Closed nutjob4life closed 2 years ago

nutjob4life commented 2 years ago

🗒️ Summary

Merge this if you dare to resolve #79.

We don't mess around with PYTHONPATHs since that's what virtual environments are for. By installing a package X in venv V, then when you invoke any Python executable from V, X will be one of the packages available to that executable.

Now, the Roundup sets up a venv for pds-doi-service, essentially doing:

cd pds-doi-service
python -m venv --system-site-packages venv  # 1
export PATH=venv/bin:${PATH}                # 2

Then it installs the package being "rounded up", i.e., pds-doi-service, essentially:

pip install --editable .[dev]  # 3

Here ③'s pip is venv/bin/pip. So later when it does a unit test, it executes:

tox -e py39

Because of ②, the very first tox found is venv/bin/tox, and since that tox comes from the virtual environment created for the package being integrated in step ①, then it has access to all the source in pds-doi-service because of step ③.

Now, it tries to make the documentation by running:

sphinx-build -a -b html docs/source docs/build

And gets

docs/source/api/index.rst:9: WARNING: Failed to import "create_parser" from "pds_doi_service.core.actions.action".
No module named 'pds_doi_service'

This step tries to reference some of the code in pds_doi_service.core.actions.action.create_parser. It failed to do so, though, because sphinx-build in this case was

/usr/local/bin/sphinx-build

and not venv/bin/sphinx-build. Why would this be the case? After all, in a brand new Python with no other dependencies, when you run pip install --editable .[dev] in pds-doi-service, you get venv/bin/sphinx-build!

The key is the flag in step ①: --system-site-packages. Because sphinx is in the system Python, in step ③ it won't get re-installed as a dependency of pds_doi_service. But because this is an executable run outside of the venv for the package being "rounded up", it doesn't have access to that package.

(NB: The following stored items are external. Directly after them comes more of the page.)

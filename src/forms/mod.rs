pub mod auth;
pub mod canteens;
pub mod employees;
pub mod order_statuses;
pub mod orders;
pub mod products;

/// Collapse runs of whitespace into single spaces, drop control characters and trim.
pub(crate) fn sanitize_inline_text(input: &str) -> String {
    let mut sanitized = String::with_capacity(input.len());
    let mut previous_whitespace = false;

    for ch in input.trim().chars() {
        if ch.is_whitespace() {
            if !previous_whitespace {
                sanitized.push(' ');
                previous_whitespace = true;
            }
        } else if ch.is_control() {
            continue;
        } else {
            sanitized.push(ch);
            previous_whitespace = false;
        }
    }

    sanitized
}

/// Sanitize an optional text field, mapping blank input to `None`.
pub(crate) fn sanitize_optional_text(input: Option<&str>) -> Option<String> {
    input
        .map(sanitize_inline_text)
        .filter(|value| !value.is_empty())
}

/// Parse a decimal amount such as `12.50` or `12,5` into the smallest currency unit.
pub(crate) fn parse_price_cents(input: &str) -> Option<i64> {
    let normalized = input.trim().replace(',', ".");
    if normalized.is_empty() {
        return None;
    }

    let (whole, fraction) = match normalized.split_once('.') {
        Some((whole, fraction)) => (whole, fraction),
        None => (normalized.as_str(), ""),
    };

    if whole.is_empty() && fraction.is_empty() {
        return None;
    }
    if !whole.chars().all(|ch| ch.is_ascii_digit())
        || !fraction.chars().all(|ch| ch.is_ascii_digit())
        || fraction.len() > 2
    {
        return None;
    }

    let whole: i64 = if whole.is_empty() { 0 } else { whole.parse().ok()? };
    let fraction: i64 = match fraction.len() {
        0 => 0,
        1 => fraction.parse::<i64>().ok()? * 10,
        _ => fraction.parse().ok()?,
    };

    whole.checked_mul(100)?.checked_add(fraction)
}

We can remove --system-site-packages:

cd pds-doi-service
python -m venv venv            # 4: No more access to the system Python's pre-baked packages
export PATH=venv/bin:${PATH}
pip install --editable .[dev]  # 5

Now the path for sphinx-build is venv/bin/sphinx-build. This comes from the venv thanks to ④, and so now

sphinx-build -a -b html docs/source docs/build

produces no warnings. However, we've got a new problem! Step ⑤ now takes 23 minutes to run on my MacBook Pro, which is 4+ hours on GitHub Actions. That's terrible!

Why is this? Well, the key is --system-site-packages! We included packages like numpy, pandas, etc., in the base image for the Roundup because those things take forever to install. By allowing the package that's being "rounded up" to have access to the system Python's packages, we can just use the pre-installed numpy, pandas, etc. It's a huge time-saver.

The problem, though, is that sphinx is also pre-installed. What a dilemma!

But there's a workaround:

cd pds-doi-service
python -m venv --system-site-packages venv
export PATH=venv/bin:${PATH}
pip install --ignore-installed sphinx           # 6
pip install --editable .[dev]
sphinx-build -a -b html docs/source docs/build  # 7

Now step ⑥ forces our venv to have its own Sphinx, so step ⑦'s sphinx-build will run out of the venv, and as such it'll have access to the package being rounded up. No more warnings.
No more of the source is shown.